Search term "required": copy each line of the records that contains it.

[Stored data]
>>>>

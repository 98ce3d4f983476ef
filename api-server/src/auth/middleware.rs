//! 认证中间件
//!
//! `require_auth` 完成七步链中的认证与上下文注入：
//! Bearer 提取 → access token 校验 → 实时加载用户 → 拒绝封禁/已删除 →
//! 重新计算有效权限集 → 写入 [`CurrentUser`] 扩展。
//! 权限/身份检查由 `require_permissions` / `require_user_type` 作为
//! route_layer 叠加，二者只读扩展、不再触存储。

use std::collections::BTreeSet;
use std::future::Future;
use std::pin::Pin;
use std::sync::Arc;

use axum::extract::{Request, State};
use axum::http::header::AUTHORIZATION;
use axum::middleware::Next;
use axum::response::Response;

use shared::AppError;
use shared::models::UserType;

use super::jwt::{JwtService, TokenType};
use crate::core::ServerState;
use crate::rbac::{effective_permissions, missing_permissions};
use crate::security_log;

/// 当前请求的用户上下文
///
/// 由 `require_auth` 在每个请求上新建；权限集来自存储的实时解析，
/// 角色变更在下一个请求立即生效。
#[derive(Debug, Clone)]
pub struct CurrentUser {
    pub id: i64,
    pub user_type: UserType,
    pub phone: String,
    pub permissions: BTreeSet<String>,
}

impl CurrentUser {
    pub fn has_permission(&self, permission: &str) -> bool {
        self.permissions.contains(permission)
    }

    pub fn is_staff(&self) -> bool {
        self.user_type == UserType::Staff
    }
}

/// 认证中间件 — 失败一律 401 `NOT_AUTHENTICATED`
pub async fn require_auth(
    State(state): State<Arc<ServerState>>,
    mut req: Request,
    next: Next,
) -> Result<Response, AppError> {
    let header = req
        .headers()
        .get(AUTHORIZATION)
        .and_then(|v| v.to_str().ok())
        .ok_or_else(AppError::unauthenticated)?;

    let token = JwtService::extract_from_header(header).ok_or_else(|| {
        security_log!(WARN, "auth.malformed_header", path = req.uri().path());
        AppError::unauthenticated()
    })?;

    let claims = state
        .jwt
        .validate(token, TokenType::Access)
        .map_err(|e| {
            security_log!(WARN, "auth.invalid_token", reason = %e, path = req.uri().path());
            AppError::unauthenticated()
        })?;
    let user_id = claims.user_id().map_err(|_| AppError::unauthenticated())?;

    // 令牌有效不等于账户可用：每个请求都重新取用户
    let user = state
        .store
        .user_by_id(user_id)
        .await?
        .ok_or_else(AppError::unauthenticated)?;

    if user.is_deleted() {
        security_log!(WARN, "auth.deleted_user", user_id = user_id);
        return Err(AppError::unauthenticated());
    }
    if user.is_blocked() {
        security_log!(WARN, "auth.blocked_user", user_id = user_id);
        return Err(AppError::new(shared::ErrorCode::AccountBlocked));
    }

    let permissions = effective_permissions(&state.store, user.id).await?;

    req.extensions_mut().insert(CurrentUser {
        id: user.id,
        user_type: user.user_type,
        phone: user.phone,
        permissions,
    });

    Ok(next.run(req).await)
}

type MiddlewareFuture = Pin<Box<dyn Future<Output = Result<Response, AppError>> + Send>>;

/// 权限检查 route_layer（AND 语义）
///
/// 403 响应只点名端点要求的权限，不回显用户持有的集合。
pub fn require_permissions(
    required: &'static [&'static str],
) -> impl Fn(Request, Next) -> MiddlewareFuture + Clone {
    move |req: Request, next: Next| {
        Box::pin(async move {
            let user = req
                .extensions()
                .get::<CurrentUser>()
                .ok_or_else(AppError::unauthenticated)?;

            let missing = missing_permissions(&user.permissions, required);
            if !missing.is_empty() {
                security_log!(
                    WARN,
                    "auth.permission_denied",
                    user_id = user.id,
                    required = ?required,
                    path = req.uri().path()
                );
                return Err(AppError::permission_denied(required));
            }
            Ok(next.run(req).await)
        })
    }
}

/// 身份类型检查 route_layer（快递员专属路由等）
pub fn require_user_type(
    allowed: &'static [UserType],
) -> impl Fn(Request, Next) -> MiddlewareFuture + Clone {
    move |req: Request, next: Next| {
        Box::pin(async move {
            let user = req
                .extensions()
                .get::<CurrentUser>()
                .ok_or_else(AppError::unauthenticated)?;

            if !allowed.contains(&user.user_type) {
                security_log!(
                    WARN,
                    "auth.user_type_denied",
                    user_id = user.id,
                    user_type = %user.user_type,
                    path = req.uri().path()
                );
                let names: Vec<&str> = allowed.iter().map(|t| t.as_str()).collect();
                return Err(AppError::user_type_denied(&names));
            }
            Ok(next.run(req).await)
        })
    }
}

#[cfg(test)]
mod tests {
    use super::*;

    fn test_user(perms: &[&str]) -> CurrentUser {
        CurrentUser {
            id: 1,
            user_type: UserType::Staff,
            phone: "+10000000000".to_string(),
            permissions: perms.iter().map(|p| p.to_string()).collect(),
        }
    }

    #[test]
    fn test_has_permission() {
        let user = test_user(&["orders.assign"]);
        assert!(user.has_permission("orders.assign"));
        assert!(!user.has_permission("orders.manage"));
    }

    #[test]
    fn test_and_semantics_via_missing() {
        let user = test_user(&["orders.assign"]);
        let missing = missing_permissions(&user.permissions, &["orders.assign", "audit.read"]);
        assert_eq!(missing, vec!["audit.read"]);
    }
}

<<<<
>>>>

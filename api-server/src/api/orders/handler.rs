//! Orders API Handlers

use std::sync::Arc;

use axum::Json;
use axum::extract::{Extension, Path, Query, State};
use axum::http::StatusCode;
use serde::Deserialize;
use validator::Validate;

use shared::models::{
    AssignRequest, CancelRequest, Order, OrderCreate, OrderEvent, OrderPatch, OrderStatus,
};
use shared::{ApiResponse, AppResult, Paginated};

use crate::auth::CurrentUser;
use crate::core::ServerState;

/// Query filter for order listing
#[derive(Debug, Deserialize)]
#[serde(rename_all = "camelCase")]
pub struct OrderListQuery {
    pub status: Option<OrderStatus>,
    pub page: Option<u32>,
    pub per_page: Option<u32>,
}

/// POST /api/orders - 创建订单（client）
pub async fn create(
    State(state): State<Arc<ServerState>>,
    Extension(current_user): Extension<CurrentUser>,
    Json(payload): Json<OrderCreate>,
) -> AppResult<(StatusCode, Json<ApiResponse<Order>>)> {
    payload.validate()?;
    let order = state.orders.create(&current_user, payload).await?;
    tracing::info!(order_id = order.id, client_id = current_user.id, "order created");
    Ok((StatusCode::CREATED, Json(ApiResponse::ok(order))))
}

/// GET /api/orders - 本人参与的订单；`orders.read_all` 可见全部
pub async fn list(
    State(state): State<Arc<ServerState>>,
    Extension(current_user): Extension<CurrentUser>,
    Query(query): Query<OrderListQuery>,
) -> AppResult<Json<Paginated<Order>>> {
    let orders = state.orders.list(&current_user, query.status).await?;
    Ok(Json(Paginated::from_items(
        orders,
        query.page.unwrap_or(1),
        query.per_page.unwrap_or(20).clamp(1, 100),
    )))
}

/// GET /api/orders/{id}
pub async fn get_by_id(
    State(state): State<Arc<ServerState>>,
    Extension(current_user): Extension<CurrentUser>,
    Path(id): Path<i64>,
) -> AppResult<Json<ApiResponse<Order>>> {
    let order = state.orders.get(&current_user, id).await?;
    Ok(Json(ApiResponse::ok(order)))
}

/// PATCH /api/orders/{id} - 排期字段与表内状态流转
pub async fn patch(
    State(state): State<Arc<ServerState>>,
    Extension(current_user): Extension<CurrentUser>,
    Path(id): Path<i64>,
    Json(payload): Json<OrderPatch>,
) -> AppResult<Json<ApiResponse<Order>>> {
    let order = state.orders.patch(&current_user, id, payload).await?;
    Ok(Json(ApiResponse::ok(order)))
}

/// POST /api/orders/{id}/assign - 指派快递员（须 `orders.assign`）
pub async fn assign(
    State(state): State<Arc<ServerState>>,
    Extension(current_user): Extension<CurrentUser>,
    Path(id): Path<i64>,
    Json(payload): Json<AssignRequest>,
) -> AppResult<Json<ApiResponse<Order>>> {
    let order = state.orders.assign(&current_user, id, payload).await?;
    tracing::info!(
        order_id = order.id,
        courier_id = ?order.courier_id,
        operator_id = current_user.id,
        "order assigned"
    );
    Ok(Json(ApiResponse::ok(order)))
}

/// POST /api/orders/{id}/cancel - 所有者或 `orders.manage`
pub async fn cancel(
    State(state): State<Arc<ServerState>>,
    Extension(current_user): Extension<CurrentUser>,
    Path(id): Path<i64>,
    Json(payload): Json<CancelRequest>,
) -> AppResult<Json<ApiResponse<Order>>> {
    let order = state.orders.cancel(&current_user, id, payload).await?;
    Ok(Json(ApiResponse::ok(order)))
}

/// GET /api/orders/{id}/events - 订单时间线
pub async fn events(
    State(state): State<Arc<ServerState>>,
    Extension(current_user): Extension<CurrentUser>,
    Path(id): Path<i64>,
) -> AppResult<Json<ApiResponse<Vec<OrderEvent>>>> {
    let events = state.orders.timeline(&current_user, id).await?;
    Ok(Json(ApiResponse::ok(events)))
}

<<<<

● WRITTEN SOLUTION:
    required: &'static [&'static str],
            let missing = missing_permissions(&user.permissions, required);
                    required = ?required,
                return Err(AppError::permission_denied(required));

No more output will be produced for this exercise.